• **What to work on**: Among the lines below, how many have the string "deleted" in them? Only the number is wanted.

*** Recorded data ***

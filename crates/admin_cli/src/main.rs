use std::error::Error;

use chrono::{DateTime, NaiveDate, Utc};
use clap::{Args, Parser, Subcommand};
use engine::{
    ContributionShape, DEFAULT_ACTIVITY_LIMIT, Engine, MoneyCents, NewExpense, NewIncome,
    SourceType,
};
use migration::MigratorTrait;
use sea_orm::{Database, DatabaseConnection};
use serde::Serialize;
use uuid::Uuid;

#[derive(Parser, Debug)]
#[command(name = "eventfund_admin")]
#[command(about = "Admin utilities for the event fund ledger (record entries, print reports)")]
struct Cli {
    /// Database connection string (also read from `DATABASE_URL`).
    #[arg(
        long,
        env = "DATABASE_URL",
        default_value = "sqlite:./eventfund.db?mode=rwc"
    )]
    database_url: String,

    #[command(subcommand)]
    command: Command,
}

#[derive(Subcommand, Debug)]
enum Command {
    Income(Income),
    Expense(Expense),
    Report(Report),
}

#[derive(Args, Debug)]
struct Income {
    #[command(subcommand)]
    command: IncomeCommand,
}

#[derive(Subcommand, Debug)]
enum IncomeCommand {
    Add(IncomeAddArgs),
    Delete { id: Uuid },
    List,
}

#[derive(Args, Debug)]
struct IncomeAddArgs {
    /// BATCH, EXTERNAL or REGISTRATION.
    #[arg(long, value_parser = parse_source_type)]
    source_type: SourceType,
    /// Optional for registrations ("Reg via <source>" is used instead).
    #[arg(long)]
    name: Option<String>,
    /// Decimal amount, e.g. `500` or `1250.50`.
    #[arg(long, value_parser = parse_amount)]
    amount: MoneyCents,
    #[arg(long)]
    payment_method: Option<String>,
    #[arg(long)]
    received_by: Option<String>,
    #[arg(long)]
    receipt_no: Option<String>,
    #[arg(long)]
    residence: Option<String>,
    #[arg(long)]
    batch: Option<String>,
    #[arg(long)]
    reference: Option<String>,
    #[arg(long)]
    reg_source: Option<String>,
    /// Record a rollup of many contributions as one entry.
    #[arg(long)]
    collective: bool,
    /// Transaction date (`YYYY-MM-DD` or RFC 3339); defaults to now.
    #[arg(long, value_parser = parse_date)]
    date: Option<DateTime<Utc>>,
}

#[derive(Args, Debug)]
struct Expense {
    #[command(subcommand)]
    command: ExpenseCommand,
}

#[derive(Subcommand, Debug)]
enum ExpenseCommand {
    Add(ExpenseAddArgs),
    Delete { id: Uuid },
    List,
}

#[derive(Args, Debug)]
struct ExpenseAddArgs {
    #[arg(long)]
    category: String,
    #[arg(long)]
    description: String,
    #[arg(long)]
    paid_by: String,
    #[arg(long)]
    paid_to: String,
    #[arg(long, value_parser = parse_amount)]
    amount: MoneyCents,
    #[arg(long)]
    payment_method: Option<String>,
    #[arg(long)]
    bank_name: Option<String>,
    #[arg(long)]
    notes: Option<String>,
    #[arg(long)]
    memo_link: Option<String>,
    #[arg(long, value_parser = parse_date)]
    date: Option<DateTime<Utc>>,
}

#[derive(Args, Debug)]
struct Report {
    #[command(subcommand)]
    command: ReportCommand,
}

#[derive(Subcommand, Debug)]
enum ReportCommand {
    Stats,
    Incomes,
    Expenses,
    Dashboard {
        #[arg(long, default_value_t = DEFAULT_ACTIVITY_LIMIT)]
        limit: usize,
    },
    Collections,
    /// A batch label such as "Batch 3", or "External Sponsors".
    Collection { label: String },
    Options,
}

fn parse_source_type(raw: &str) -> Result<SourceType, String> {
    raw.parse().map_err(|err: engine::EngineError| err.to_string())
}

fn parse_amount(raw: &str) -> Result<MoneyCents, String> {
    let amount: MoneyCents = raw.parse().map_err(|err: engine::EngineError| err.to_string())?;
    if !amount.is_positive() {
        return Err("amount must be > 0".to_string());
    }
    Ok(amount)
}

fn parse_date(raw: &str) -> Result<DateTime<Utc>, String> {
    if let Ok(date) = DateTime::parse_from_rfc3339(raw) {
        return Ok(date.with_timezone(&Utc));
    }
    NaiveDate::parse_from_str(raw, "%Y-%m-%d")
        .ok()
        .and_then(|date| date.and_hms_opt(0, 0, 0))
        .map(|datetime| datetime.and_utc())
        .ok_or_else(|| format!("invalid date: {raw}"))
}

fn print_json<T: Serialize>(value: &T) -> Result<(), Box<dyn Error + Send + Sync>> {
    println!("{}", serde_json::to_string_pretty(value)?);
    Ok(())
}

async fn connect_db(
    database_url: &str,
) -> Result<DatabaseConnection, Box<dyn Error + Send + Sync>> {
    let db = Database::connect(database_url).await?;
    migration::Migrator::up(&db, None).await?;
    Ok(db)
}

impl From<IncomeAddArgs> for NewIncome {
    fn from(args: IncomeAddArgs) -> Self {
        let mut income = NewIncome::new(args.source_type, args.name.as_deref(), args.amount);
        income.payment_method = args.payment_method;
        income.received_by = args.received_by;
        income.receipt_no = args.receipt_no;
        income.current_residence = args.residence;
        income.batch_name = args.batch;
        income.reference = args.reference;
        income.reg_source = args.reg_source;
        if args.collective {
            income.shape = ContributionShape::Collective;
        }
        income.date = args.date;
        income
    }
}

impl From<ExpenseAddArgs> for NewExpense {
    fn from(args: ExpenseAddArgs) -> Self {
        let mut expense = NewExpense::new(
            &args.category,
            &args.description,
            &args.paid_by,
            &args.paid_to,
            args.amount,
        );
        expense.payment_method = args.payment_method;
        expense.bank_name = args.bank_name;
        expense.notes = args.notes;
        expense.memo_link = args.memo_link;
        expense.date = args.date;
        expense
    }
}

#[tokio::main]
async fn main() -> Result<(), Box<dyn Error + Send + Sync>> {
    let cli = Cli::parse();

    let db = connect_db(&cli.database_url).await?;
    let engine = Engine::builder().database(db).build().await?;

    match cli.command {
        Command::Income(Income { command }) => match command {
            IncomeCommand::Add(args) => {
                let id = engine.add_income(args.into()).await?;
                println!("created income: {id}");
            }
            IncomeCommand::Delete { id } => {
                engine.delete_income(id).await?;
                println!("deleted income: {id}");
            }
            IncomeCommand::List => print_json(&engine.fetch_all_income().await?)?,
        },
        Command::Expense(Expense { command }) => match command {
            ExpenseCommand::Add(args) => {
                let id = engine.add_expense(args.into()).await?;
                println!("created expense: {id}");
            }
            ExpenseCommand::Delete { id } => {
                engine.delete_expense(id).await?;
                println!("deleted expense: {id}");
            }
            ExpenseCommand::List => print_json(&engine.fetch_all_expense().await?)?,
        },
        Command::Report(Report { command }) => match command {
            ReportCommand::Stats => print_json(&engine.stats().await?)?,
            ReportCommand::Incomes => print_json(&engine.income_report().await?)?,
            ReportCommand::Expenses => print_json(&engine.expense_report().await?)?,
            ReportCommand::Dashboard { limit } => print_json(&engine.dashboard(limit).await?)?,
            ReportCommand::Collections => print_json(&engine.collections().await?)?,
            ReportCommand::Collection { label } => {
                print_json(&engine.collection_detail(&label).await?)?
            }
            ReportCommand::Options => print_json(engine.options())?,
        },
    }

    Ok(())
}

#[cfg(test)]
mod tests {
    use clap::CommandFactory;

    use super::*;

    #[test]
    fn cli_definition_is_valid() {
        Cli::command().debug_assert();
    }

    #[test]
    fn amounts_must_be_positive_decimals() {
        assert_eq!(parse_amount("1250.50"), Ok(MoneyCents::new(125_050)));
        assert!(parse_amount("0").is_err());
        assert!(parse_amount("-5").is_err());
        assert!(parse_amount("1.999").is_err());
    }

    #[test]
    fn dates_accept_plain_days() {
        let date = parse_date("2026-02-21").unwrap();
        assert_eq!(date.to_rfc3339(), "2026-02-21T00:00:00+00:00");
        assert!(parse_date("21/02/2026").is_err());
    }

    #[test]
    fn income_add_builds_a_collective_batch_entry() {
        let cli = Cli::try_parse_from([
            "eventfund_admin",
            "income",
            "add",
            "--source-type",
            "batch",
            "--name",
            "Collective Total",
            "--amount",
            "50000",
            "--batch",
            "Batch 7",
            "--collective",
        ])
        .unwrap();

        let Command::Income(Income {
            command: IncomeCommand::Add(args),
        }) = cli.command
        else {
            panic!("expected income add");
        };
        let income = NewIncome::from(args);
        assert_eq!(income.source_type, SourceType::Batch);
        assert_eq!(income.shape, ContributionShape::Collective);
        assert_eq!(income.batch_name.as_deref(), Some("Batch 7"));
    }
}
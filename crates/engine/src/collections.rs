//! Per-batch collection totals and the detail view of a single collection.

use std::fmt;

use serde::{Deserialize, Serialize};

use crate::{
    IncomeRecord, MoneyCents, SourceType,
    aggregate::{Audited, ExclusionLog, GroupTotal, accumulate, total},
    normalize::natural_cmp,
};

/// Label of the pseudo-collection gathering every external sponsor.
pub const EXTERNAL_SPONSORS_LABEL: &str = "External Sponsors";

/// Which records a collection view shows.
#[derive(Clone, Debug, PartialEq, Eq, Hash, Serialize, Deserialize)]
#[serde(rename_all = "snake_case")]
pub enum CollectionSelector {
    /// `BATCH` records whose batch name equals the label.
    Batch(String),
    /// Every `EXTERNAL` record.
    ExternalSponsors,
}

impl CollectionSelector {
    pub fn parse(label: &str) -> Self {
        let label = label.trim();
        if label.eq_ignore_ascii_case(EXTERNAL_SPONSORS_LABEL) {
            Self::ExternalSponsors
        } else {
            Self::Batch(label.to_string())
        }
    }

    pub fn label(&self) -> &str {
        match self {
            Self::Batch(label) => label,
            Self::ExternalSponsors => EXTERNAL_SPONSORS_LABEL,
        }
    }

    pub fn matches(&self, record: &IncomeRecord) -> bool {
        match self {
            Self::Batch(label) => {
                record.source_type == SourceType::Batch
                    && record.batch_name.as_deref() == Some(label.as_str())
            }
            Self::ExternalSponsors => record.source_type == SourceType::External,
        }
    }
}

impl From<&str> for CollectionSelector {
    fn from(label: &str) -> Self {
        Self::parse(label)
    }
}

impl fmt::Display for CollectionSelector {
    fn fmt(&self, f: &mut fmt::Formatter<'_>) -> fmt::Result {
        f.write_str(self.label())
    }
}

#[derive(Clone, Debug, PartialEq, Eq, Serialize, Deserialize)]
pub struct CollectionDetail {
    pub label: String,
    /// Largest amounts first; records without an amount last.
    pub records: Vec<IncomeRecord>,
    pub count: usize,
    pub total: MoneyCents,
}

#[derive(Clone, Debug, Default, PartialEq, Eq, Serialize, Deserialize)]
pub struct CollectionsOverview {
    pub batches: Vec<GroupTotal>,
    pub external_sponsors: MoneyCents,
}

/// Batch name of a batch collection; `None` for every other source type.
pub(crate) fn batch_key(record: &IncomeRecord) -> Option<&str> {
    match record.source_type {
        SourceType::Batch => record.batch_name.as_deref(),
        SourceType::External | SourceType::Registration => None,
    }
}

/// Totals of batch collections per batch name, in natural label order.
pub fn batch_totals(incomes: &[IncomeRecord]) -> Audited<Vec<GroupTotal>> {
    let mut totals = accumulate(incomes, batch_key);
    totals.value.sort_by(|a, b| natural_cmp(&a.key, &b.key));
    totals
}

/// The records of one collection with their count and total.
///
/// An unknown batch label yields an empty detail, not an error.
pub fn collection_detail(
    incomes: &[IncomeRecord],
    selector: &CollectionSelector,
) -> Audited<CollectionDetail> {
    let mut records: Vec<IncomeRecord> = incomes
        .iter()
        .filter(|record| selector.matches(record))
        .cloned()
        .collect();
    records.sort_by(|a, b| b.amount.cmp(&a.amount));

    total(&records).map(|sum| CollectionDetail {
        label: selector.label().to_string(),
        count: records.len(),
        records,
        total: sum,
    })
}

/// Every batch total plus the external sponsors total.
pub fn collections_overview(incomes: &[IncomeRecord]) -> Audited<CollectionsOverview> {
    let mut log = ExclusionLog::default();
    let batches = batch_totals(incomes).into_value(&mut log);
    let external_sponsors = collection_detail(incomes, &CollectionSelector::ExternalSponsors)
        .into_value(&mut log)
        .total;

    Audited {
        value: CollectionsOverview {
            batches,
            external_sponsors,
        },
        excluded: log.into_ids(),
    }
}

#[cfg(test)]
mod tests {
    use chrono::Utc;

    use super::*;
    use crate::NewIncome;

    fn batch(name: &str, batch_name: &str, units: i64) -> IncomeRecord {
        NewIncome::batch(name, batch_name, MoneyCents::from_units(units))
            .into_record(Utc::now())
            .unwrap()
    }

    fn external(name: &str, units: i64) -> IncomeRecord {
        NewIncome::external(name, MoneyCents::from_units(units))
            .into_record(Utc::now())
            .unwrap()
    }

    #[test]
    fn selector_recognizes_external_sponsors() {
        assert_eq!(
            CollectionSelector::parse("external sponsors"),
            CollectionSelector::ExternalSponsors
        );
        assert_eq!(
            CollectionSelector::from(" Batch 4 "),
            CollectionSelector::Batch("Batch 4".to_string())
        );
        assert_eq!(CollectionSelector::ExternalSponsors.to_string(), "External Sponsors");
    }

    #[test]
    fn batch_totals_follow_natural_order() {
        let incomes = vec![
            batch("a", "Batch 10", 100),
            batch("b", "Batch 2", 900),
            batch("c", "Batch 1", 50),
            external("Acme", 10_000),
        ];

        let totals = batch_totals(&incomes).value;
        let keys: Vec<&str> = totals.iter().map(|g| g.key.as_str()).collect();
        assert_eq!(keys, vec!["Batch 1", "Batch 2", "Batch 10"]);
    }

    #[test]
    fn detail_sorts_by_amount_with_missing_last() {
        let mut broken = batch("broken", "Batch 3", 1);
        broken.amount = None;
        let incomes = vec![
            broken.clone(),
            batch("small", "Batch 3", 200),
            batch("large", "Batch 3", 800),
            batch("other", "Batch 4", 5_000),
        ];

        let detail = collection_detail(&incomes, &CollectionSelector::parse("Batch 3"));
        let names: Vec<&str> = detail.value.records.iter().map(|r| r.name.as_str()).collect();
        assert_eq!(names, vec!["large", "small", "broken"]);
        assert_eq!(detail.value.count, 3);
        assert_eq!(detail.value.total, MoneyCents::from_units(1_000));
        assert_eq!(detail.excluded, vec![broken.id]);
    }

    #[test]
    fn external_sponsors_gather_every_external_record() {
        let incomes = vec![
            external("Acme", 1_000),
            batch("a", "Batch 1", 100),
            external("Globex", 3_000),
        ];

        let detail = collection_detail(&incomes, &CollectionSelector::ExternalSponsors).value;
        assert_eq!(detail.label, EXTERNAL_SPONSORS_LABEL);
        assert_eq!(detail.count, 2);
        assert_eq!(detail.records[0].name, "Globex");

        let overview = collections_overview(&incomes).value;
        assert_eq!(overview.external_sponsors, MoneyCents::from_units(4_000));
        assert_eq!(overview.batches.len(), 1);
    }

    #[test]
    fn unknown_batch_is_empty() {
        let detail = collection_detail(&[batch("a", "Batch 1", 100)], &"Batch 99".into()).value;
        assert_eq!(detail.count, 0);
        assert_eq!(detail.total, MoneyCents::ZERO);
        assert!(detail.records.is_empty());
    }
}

*** End of Recorded data ***

• **Answer space**: 2